Top of Records
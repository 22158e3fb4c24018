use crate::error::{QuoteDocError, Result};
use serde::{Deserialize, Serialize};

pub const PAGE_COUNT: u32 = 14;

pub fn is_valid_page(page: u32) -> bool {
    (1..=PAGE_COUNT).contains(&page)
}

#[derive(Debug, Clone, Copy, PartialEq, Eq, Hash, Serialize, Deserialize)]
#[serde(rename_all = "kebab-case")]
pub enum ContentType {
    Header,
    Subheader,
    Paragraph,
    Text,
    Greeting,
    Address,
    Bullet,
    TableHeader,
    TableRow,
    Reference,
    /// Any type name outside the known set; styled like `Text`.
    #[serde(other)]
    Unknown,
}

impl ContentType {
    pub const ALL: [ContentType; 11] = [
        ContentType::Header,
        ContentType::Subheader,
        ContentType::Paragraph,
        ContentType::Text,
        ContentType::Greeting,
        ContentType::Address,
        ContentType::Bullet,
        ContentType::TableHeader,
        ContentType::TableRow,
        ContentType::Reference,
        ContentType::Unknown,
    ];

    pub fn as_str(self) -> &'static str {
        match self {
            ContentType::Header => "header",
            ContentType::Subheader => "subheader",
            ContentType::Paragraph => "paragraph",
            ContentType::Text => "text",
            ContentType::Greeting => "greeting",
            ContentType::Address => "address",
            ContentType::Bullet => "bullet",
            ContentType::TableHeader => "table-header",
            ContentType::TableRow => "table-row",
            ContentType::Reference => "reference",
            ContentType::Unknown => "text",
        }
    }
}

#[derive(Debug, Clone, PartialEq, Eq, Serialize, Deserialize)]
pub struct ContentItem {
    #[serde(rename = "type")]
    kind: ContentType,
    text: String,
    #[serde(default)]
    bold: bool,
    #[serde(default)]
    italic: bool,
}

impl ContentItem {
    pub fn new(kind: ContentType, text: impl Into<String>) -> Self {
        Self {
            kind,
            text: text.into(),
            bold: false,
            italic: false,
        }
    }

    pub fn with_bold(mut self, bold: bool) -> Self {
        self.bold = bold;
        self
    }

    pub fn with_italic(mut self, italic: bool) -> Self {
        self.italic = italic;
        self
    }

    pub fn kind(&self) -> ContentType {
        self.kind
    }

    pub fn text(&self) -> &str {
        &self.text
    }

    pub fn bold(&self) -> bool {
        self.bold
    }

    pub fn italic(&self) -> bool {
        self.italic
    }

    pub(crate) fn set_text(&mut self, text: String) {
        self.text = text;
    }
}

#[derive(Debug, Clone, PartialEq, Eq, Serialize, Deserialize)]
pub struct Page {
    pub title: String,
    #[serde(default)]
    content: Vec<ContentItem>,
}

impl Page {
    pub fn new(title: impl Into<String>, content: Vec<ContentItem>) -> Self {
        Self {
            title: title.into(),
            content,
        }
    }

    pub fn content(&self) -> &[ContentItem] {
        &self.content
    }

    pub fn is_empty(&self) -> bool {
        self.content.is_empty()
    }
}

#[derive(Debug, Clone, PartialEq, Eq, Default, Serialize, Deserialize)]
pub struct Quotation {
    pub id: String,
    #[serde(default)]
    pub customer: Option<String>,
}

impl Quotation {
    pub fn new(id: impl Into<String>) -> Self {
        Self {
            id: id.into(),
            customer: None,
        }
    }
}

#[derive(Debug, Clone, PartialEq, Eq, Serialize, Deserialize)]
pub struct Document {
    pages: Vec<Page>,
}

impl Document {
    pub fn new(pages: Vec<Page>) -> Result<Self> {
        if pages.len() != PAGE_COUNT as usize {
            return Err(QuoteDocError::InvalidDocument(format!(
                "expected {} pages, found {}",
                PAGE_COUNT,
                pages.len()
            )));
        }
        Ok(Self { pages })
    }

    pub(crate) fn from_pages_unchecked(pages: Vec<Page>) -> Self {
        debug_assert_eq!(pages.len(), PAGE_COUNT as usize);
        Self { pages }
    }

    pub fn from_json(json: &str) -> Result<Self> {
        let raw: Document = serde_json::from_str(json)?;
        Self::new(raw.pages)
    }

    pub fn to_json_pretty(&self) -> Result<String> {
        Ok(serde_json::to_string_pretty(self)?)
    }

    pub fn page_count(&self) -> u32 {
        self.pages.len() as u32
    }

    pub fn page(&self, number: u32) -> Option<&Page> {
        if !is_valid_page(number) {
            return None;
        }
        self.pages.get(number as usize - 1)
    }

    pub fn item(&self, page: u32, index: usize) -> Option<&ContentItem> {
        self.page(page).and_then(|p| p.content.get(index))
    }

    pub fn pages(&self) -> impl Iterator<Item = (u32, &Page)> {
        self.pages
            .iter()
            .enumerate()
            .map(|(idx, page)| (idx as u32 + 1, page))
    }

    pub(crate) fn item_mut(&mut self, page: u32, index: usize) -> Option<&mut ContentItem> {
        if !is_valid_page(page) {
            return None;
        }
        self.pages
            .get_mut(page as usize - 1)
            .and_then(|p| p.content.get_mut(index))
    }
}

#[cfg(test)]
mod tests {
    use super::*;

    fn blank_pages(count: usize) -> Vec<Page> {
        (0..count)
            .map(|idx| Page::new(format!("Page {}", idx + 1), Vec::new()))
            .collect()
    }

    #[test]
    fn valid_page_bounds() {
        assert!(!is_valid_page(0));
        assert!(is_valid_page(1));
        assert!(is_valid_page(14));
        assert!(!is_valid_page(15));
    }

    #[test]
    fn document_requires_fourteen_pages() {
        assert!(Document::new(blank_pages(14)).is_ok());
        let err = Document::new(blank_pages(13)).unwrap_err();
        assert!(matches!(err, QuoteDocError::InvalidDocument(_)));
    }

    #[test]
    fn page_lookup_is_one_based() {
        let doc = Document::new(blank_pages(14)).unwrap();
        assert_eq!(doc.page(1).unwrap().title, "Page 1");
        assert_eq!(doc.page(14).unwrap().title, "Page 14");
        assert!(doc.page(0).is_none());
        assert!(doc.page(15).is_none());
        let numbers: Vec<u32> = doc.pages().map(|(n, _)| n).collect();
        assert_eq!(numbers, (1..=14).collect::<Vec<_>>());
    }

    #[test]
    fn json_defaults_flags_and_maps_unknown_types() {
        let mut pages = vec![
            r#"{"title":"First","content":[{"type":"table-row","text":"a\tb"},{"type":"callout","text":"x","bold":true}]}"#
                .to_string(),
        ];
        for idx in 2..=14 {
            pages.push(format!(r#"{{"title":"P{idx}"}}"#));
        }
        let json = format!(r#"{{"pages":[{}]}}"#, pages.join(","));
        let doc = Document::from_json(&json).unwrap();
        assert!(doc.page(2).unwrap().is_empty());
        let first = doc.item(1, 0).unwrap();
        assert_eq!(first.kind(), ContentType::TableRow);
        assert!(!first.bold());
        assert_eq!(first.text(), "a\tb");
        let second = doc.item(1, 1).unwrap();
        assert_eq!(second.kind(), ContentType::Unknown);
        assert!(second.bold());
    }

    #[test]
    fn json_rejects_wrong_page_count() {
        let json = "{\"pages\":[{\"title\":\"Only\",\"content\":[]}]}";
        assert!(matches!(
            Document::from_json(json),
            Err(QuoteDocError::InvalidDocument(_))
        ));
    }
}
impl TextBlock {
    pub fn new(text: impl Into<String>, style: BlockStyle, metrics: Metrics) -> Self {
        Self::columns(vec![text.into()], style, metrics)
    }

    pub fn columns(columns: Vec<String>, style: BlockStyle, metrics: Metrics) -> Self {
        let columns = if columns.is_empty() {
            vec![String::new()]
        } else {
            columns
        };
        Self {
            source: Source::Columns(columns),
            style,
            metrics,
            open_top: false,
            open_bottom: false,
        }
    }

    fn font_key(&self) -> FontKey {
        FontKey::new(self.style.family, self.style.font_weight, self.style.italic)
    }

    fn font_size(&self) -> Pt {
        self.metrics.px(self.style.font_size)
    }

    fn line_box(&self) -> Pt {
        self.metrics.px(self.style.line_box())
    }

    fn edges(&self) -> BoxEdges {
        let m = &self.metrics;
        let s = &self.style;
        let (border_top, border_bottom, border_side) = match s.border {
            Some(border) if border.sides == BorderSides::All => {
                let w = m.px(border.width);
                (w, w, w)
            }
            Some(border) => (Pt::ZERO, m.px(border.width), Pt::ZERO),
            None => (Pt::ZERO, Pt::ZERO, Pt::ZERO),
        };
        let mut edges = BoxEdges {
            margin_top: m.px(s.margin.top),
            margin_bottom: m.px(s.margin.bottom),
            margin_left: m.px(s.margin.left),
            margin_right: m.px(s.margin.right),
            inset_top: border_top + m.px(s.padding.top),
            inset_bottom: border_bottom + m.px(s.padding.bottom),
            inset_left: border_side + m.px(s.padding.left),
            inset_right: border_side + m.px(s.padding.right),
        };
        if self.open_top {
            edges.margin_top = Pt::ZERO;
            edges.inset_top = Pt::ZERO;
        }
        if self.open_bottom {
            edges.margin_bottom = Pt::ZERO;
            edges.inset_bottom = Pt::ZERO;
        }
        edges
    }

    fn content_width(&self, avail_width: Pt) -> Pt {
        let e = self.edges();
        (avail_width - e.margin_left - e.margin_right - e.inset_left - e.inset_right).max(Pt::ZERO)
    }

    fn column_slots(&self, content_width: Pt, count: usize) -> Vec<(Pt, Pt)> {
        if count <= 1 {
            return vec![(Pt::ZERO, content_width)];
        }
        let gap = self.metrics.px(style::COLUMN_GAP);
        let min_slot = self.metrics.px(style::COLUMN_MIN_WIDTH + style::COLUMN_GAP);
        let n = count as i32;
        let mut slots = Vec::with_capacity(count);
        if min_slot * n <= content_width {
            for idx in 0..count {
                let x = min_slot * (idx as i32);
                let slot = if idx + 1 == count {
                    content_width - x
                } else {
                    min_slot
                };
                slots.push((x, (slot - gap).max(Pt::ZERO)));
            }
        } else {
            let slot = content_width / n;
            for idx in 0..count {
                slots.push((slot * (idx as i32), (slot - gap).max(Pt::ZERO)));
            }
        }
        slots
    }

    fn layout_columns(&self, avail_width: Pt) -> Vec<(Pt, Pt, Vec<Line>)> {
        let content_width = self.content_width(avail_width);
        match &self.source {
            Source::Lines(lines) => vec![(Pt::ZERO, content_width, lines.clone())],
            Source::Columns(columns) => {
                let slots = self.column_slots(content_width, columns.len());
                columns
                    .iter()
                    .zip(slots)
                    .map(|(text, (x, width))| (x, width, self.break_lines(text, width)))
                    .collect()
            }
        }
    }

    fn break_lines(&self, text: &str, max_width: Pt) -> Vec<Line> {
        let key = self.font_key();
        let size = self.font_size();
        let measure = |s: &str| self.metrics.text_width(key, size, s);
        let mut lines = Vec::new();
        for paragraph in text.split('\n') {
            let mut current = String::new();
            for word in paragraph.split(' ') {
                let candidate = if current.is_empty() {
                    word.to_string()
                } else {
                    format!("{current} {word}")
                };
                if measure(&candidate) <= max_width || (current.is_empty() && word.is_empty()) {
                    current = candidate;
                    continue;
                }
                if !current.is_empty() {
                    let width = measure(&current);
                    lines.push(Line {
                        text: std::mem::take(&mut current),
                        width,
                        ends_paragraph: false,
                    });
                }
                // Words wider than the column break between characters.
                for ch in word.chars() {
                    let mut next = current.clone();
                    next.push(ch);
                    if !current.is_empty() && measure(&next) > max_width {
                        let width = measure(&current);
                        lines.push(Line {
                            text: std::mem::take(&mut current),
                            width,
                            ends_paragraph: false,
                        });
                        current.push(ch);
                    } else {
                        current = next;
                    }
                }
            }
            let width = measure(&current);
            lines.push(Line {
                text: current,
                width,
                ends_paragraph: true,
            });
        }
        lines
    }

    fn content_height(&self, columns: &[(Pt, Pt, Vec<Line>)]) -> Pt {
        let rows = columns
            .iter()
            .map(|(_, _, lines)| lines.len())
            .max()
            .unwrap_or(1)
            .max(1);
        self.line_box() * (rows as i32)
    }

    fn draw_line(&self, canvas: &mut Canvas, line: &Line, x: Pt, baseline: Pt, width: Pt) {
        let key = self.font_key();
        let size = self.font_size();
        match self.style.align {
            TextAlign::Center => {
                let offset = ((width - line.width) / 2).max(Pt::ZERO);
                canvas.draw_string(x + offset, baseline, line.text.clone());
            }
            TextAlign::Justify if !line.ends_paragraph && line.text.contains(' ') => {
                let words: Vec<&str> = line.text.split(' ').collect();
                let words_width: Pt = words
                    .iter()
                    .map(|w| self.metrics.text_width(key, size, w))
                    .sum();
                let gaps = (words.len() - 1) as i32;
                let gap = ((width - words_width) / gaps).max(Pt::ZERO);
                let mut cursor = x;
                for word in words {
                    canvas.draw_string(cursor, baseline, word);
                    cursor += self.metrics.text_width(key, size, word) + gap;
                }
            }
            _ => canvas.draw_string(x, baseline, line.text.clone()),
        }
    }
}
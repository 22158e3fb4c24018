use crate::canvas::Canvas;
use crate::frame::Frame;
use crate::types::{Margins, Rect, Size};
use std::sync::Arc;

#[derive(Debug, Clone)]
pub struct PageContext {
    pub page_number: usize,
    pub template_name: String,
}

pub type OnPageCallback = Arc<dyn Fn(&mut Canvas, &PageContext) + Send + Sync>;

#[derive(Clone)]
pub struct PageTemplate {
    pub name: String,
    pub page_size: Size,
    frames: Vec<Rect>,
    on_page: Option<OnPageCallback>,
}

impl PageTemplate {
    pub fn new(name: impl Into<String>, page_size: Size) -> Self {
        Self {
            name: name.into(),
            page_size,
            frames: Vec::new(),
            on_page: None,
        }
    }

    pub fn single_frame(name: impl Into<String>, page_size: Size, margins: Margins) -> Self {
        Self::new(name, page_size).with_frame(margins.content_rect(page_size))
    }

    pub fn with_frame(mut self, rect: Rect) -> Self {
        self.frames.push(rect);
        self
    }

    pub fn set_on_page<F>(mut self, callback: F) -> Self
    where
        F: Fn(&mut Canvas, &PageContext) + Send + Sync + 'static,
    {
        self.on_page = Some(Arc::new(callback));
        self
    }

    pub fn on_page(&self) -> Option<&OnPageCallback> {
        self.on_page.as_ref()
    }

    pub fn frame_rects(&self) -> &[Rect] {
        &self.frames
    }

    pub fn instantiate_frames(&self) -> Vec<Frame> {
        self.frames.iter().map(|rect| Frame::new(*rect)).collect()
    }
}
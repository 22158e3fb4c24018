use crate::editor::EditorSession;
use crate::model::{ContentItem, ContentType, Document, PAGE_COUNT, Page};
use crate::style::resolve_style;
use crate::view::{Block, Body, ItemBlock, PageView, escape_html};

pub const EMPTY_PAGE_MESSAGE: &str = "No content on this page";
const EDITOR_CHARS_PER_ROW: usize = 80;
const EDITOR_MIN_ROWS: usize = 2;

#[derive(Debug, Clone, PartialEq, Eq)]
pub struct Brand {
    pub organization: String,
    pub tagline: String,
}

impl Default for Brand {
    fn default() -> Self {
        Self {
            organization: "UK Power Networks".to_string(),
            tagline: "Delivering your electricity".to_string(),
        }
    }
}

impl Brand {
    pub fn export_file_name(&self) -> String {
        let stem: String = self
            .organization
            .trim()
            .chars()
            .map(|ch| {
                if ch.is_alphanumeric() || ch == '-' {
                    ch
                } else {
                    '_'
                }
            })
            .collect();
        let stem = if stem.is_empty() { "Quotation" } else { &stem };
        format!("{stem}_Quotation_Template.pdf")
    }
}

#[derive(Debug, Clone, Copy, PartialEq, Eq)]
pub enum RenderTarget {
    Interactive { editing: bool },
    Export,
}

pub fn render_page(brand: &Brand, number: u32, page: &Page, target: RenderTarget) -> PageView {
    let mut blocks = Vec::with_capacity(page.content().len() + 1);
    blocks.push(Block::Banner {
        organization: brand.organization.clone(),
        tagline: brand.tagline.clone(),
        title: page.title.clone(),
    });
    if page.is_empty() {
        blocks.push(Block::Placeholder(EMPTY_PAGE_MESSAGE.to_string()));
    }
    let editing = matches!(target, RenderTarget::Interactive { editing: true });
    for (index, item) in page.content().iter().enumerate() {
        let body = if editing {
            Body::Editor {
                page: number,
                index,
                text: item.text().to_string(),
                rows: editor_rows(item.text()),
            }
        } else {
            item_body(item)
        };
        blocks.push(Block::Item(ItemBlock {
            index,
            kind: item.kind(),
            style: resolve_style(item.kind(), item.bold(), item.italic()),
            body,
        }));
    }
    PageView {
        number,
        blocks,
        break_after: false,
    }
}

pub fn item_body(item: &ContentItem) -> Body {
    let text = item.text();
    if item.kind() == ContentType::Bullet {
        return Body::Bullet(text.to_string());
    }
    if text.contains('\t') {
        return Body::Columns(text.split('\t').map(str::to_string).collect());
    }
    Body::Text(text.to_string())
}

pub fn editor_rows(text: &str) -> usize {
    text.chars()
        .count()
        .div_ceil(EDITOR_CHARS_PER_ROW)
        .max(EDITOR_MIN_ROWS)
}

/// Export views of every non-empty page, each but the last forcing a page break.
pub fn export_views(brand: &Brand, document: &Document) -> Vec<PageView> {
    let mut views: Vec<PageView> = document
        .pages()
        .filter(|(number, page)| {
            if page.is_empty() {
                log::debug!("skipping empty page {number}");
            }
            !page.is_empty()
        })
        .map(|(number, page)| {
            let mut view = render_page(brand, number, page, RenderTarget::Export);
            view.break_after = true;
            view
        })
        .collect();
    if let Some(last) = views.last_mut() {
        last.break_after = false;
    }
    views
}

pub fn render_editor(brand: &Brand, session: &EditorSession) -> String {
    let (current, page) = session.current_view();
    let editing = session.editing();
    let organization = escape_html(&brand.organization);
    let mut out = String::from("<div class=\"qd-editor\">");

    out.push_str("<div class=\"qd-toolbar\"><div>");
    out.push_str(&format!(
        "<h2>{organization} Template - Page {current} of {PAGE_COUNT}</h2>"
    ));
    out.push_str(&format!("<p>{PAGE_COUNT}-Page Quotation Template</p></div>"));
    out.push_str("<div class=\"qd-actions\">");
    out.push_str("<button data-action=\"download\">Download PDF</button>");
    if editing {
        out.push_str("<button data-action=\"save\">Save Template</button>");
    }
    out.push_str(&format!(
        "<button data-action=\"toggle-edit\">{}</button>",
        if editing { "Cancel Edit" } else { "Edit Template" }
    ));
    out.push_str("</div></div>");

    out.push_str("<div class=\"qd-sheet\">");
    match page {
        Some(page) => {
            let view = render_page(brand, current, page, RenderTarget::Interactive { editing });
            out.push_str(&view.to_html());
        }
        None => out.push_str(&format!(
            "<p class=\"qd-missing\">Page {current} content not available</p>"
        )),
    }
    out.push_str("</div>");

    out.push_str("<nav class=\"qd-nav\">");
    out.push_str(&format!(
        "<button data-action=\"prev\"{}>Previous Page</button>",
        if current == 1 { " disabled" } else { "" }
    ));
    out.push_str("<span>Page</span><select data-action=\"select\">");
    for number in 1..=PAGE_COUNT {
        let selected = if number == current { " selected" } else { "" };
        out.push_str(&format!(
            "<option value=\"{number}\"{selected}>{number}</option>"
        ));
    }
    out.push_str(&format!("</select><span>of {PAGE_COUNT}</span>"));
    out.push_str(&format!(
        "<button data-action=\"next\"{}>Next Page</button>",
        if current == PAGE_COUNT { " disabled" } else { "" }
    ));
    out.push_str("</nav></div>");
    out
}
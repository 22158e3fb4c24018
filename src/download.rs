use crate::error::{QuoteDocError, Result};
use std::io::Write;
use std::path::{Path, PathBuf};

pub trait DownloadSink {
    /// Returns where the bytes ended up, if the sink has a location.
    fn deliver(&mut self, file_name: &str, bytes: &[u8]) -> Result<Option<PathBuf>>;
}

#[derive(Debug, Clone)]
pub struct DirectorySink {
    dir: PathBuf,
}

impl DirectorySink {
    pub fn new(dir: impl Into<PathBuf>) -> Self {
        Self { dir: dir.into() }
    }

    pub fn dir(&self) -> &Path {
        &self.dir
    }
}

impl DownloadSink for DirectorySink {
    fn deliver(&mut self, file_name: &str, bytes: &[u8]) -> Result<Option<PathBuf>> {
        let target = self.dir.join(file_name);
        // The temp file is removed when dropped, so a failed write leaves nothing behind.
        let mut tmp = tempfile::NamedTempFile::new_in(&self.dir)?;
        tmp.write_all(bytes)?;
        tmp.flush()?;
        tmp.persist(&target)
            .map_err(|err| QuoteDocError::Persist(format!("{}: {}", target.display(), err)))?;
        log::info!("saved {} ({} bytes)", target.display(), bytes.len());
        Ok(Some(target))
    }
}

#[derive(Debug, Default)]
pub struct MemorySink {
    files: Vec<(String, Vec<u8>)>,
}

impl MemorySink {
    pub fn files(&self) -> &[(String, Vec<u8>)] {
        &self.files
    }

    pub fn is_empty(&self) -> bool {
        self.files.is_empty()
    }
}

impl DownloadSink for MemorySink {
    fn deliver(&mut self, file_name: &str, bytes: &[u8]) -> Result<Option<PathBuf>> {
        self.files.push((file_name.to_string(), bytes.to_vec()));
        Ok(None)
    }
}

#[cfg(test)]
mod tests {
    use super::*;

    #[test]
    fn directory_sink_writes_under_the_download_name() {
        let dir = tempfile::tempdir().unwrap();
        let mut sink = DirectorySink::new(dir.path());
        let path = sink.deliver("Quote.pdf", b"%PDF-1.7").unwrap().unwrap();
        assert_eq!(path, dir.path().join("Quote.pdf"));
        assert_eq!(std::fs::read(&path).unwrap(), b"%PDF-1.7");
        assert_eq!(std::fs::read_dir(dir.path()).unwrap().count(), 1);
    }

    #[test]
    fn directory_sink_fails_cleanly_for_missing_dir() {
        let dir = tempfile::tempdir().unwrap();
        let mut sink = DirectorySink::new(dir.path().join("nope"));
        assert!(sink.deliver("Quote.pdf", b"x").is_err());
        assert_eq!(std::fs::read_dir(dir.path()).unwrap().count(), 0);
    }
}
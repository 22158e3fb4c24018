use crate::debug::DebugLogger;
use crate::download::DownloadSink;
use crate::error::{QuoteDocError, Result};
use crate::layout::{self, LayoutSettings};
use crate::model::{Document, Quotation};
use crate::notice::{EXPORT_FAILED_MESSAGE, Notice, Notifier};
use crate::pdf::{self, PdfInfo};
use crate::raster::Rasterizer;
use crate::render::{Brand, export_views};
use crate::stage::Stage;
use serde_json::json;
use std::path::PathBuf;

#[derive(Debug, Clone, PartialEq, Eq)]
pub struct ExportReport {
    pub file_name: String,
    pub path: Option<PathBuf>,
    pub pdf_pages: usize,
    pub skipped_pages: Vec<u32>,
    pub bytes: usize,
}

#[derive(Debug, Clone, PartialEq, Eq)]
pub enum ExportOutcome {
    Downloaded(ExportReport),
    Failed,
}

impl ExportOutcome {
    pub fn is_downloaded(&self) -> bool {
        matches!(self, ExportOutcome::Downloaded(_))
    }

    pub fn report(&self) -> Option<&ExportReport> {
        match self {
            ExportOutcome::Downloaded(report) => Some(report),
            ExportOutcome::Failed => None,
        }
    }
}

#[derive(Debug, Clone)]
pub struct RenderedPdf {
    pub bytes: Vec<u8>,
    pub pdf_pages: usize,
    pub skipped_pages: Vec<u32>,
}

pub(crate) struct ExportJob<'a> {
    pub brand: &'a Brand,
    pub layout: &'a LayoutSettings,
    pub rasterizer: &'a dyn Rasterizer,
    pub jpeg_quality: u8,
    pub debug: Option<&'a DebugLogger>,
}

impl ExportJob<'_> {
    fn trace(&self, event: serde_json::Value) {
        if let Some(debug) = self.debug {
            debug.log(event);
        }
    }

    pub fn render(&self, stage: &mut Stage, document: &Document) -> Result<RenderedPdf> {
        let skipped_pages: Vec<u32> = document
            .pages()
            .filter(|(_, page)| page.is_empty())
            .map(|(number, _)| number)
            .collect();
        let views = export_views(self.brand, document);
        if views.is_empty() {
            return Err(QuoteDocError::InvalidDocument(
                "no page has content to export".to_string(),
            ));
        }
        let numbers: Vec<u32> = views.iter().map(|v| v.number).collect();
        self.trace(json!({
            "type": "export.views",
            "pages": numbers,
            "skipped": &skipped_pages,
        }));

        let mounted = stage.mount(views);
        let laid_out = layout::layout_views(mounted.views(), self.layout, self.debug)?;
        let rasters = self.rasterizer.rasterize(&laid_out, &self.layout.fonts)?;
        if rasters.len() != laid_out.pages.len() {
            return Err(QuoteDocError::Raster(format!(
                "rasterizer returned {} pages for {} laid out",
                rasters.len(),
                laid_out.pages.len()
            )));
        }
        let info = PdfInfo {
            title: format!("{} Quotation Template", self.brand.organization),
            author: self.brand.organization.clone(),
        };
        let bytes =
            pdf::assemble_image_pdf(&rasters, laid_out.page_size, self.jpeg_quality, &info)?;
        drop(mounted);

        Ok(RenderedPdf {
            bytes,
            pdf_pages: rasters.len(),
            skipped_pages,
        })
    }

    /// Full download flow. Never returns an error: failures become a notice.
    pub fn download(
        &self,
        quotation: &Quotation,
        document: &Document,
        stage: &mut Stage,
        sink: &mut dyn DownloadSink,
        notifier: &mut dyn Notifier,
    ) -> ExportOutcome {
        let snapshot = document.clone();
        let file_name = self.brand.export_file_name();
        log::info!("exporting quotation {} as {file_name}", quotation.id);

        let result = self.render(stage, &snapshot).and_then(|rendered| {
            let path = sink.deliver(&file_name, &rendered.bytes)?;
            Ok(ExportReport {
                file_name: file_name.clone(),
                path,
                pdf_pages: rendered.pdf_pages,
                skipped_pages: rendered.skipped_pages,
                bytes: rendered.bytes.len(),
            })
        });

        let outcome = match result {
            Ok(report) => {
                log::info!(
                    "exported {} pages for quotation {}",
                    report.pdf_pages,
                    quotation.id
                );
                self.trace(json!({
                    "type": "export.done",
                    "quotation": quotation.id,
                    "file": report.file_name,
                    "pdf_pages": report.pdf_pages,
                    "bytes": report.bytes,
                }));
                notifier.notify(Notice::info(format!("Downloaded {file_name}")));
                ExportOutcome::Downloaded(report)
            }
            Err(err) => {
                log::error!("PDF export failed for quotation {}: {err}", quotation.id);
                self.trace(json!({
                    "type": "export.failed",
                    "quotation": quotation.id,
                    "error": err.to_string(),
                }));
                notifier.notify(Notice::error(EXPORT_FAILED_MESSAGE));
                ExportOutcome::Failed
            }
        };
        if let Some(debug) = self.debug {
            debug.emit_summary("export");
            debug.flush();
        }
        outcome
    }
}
Bottom of Records
# Exercise directions
Give only the number of lines in the records that contain the string "event".

# Answer for the task
2